• **TASK TO COMPLETE**: I would like each line of the data that holds the word "path" copied out.

------------------------------------------------------------------------

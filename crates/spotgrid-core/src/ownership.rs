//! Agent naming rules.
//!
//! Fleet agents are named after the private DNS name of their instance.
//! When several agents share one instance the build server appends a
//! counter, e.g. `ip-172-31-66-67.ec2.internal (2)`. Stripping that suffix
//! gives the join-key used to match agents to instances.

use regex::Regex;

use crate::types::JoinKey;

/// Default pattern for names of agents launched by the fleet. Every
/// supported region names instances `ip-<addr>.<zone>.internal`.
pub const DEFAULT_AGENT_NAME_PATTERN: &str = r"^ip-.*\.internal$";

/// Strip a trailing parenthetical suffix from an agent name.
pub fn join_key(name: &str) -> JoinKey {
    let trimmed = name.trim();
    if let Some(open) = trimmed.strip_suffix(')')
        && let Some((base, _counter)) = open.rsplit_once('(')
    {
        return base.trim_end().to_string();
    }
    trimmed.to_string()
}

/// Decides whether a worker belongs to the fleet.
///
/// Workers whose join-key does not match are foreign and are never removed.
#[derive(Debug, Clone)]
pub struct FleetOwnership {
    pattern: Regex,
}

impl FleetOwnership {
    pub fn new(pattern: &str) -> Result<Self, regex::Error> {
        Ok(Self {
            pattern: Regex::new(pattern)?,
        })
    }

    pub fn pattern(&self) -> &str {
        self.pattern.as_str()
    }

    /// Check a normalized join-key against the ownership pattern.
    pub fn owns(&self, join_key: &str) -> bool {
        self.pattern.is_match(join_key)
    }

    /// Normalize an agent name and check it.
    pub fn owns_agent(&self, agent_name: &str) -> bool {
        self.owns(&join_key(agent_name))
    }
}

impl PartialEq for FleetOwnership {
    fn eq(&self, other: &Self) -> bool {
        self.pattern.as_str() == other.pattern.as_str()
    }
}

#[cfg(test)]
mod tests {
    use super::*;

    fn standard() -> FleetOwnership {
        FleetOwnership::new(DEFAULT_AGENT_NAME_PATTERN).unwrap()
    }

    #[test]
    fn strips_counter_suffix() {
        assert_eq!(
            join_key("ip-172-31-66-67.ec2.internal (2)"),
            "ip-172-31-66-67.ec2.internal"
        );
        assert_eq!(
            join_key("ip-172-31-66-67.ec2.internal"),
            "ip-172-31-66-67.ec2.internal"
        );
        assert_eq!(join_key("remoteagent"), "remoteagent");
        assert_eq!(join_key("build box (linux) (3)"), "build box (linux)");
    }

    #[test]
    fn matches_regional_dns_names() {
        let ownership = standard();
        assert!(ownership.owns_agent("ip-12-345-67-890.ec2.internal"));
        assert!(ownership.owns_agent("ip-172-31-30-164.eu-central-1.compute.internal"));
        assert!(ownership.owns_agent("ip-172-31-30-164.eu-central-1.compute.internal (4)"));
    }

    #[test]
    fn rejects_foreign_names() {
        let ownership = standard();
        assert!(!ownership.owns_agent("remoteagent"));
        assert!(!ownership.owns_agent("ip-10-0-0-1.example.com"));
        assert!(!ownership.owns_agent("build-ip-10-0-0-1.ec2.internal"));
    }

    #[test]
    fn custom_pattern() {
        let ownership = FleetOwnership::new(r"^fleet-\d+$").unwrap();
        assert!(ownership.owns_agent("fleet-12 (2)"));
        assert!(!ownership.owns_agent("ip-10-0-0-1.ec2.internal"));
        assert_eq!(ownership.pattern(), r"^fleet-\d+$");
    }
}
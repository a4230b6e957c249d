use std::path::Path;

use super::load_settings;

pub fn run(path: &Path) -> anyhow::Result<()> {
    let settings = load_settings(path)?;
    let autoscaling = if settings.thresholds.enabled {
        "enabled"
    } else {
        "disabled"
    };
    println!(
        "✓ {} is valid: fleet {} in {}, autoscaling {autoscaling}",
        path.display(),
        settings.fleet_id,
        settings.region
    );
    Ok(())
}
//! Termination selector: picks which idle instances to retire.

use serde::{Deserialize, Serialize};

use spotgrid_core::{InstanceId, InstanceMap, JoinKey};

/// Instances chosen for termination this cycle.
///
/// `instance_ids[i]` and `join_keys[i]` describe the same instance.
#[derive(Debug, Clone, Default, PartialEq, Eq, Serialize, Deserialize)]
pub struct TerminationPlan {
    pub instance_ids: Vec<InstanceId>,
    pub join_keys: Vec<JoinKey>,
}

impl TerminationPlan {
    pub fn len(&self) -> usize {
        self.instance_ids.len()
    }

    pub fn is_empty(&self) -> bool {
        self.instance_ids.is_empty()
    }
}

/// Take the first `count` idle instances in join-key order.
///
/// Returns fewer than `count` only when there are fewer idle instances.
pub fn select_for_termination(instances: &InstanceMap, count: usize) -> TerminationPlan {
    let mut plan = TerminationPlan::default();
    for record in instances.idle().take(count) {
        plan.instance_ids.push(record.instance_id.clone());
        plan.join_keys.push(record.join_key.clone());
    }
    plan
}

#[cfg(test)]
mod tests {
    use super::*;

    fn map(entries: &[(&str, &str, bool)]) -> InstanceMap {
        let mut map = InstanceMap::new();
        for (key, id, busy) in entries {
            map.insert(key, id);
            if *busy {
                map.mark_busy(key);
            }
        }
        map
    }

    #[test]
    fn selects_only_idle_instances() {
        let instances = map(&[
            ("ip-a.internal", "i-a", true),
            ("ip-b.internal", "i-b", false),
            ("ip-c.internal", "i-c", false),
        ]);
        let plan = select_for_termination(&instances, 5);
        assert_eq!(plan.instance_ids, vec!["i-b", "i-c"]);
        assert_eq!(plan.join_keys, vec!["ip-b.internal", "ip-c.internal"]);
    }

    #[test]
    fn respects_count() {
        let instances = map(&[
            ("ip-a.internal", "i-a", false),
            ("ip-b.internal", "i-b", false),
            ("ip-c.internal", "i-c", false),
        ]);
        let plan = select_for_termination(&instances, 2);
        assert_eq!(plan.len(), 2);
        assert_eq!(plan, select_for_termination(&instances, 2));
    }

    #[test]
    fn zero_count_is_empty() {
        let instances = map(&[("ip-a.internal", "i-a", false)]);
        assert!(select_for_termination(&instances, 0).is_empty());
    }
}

------------------------------------------------------------------------

• **OUTPUT OF THE TASK**:
use std::path::Path;
pub fn run(path: &Path) -> anyhow::Result<()> {
    let settings = load_settings(path)?;
        path.display(),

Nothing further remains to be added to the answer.